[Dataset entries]

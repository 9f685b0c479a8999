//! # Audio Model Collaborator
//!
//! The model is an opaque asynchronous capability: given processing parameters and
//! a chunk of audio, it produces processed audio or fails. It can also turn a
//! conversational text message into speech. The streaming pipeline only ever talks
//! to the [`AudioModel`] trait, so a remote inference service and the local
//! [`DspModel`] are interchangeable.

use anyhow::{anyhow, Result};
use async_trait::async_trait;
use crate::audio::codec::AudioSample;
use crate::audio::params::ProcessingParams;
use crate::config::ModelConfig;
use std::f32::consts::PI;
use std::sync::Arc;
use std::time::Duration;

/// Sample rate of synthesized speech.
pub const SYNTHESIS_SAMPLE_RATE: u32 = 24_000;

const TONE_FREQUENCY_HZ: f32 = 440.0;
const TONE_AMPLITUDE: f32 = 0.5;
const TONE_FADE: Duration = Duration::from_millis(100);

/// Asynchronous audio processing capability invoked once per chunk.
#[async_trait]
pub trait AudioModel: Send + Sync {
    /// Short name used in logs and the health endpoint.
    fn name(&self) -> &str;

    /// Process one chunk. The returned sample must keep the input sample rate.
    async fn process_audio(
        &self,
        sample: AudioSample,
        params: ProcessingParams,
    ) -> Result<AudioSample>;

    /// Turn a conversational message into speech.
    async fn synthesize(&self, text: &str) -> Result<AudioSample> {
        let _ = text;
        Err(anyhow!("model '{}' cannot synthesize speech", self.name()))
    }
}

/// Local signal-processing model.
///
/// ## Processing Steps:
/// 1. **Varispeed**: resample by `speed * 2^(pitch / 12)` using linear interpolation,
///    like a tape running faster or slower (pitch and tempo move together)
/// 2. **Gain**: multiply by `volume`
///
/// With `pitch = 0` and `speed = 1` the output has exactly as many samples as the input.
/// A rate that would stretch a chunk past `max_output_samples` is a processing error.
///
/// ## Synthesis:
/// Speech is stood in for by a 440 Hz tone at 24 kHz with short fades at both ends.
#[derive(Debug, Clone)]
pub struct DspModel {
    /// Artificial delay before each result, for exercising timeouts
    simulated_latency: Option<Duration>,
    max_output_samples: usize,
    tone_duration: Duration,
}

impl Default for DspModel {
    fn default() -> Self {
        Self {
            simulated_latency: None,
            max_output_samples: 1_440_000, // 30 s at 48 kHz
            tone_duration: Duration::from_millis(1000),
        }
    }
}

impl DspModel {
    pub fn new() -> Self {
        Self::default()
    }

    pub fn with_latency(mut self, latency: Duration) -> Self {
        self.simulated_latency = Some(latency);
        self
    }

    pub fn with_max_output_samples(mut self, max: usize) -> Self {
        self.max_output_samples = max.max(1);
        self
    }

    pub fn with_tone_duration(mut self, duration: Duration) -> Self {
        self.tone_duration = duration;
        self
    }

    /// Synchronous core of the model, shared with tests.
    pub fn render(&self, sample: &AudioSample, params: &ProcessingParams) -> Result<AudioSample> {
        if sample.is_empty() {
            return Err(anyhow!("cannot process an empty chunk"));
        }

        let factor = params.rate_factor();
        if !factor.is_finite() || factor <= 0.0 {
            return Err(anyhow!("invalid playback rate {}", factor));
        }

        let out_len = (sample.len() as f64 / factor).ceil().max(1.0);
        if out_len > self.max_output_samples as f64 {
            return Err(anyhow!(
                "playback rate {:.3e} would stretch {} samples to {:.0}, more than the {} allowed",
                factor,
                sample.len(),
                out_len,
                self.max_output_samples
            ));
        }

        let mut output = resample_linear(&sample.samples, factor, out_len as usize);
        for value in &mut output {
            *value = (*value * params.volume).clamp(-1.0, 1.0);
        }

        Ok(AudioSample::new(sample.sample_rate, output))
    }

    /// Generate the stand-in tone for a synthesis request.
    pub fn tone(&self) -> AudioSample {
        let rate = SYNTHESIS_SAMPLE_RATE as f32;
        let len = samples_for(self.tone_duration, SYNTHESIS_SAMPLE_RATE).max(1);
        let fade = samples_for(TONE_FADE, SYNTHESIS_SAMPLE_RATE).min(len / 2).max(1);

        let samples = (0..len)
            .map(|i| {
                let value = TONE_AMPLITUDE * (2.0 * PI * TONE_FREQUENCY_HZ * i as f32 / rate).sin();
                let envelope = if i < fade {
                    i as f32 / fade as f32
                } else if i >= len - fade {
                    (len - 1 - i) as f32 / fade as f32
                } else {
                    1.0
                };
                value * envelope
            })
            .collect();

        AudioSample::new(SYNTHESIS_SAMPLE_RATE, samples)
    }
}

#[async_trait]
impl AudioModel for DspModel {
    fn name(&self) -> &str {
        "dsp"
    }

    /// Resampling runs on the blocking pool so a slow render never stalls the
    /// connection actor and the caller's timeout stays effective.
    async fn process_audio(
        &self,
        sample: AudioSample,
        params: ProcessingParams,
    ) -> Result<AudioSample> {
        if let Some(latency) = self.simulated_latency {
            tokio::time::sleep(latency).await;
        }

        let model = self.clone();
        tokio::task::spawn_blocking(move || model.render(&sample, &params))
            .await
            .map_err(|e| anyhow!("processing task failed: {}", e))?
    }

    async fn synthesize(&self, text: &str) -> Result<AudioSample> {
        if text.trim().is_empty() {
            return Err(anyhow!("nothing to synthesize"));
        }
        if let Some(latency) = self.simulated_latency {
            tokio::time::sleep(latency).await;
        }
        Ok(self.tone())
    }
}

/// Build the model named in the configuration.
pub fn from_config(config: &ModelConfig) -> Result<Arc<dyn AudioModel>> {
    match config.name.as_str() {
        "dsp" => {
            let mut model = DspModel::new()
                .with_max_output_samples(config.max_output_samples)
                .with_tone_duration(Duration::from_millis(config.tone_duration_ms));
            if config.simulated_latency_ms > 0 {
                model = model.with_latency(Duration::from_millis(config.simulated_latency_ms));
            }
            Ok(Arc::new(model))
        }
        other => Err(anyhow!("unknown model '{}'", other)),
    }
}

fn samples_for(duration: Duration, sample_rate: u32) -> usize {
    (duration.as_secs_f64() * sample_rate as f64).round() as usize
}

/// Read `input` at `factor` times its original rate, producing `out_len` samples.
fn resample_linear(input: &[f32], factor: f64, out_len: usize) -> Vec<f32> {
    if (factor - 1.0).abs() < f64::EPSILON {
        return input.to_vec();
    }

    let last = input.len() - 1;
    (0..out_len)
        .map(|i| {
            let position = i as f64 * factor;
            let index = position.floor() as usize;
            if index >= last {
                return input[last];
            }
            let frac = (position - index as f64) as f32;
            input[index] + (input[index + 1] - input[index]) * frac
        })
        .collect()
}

* * *

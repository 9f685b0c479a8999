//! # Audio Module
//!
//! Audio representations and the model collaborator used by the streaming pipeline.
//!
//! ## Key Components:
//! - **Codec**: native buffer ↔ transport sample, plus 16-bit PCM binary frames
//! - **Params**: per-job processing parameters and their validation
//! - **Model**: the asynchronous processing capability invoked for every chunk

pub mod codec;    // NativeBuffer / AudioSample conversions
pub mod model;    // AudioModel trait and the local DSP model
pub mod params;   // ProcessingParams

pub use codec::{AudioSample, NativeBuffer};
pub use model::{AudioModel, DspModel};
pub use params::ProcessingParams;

* * *

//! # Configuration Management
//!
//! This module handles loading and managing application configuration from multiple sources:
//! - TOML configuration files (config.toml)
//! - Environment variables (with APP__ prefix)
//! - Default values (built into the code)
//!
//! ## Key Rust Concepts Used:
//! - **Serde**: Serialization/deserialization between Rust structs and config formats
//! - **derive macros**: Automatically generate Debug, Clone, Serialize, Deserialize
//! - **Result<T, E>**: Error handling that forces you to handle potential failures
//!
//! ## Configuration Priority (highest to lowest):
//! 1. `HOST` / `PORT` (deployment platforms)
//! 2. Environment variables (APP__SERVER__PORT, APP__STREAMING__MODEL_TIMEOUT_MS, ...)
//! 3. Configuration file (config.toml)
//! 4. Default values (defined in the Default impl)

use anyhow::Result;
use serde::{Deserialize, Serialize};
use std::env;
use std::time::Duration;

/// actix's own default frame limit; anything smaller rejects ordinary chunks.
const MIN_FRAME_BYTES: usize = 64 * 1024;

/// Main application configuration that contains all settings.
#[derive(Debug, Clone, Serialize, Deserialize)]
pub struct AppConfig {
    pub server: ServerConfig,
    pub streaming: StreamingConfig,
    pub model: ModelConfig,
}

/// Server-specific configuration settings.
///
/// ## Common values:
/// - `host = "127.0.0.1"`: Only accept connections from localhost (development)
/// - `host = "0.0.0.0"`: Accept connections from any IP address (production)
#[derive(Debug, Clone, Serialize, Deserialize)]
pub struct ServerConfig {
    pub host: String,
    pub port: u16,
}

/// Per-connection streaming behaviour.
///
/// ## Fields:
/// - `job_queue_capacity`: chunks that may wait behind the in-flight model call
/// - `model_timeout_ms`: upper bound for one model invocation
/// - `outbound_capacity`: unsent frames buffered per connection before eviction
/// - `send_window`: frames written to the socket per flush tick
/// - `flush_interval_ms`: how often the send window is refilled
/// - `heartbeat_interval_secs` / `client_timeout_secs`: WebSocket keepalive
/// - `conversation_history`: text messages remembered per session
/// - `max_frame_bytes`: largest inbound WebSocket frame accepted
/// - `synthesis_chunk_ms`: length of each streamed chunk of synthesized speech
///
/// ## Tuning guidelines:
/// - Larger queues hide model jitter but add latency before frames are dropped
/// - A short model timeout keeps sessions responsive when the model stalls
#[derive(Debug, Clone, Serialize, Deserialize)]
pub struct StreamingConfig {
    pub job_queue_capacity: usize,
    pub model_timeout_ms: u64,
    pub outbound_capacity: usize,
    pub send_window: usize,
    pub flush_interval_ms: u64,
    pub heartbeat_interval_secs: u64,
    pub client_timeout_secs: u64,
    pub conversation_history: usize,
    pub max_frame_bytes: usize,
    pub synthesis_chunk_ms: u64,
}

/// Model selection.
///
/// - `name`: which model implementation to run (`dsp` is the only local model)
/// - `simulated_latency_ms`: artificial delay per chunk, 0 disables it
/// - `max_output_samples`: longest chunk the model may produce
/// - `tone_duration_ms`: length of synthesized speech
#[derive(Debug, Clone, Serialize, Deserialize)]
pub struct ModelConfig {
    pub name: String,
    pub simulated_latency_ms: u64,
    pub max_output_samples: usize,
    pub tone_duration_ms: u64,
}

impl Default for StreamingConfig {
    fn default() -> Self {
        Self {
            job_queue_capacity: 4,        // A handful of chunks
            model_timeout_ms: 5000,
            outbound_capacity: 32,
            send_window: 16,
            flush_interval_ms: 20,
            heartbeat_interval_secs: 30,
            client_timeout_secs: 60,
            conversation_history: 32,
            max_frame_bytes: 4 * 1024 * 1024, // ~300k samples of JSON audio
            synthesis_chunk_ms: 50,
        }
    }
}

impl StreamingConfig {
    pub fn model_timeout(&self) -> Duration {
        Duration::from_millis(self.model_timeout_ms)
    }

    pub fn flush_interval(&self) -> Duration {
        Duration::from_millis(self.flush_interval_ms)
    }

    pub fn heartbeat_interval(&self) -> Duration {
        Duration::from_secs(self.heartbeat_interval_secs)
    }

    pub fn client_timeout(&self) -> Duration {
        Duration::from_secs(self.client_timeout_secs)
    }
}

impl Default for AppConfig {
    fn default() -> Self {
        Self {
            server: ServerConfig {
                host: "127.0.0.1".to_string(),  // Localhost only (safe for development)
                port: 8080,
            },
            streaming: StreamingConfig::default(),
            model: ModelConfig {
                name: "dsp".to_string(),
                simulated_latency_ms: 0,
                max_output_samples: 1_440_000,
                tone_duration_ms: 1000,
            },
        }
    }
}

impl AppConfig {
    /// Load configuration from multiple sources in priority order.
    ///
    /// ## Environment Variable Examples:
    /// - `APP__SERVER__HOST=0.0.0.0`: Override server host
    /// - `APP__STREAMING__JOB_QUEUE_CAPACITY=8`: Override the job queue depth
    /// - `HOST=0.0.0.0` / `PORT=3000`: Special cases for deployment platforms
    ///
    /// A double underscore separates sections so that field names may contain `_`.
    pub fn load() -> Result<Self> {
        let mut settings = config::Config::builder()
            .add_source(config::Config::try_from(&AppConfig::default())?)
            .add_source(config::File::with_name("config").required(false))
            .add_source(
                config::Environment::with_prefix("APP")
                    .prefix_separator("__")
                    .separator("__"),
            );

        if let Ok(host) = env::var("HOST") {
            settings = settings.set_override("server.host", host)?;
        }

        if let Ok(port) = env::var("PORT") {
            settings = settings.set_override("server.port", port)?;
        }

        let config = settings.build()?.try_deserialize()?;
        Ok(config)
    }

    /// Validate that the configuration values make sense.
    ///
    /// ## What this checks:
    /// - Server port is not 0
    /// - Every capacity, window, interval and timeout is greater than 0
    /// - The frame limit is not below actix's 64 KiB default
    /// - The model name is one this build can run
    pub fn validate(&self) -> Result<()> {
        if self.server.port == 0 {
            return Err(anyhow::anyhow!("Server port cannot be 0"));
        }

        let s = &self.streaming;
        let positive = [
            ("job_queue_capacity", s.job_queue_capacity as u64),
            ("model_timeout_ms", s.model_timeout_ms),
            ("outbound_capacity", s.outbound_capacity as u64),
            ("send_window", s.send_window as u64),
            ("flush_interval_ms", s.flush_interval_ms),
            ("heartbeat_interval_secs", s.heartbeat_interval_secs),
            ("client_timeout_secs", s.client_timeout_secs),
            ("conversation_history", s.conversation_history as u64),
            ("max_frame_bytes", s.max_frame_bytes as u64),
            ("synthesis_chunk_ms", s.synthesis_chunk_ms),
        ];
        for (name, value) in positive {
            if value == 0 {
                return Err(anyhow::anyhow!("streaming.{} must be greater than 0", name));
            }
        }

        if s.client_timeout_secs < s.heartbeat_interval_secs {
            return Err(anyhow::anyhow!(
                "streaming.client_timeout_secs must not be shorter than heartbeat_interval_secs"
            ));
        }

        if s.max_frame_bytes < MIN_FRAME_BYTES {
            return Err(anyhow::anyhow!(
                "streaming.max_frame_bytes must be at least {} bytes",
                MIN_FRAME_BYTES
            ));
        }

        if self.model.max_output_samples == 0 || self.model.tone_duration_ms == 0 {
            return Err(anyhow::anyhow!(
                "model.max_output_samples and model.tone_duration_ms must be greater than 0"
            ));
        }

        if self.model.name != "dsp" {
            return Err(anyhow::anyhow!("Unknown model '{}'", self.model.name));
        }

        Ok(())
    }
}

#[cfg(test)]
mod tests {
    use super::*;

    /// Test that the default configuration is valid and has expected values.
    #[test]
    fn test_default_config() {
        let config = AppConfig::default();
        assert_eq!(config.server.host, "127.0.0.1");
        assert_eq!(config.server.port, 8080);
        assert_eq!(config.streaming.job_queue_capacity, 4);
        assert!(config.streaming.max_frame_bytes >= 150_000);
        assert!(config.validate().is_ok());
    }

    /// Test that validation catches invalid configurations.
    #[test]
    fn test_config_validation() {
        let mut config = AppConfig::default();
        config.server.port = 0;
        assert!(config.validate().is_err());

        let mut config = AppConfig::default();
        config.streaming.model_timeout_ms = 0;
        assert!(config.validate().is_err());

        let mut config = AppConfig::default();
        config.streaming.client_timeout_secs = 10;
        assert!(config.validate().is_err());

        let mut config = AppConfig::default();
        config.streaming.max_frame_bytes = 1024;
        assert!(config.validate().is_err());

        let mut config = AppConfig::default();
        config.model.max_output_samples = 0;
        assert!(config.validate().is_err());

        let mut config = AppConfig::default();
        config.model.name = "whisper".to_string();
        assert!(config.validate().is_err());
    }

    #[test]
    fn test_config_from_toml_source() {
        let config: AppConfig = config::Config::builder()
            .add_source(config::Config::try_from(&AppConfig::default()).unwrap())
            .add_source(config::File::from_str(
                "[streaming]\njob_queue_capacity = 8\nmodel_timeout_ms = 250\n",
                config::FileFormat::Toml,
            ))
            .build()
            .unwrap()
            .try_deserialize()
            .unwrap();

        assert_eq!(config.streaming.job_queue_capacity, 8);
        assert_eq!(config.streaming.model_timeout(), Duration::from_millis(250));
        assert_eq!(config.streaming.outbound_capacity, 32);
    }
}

◆ Work task: Report the lines above that have the word "ProcessingParams" in them.

◆ Worked solution:
use crate::audio::params::ProcessingParams;
        params: ProcessingParams,
    pub fn render(&self, sample: &AudioSample, params: &ProcessingParams) -> Result<AudioSample> {
        params: ProcessingParams,
pub mod params;   // ProcessingParams
pub use params::ProcessingParams;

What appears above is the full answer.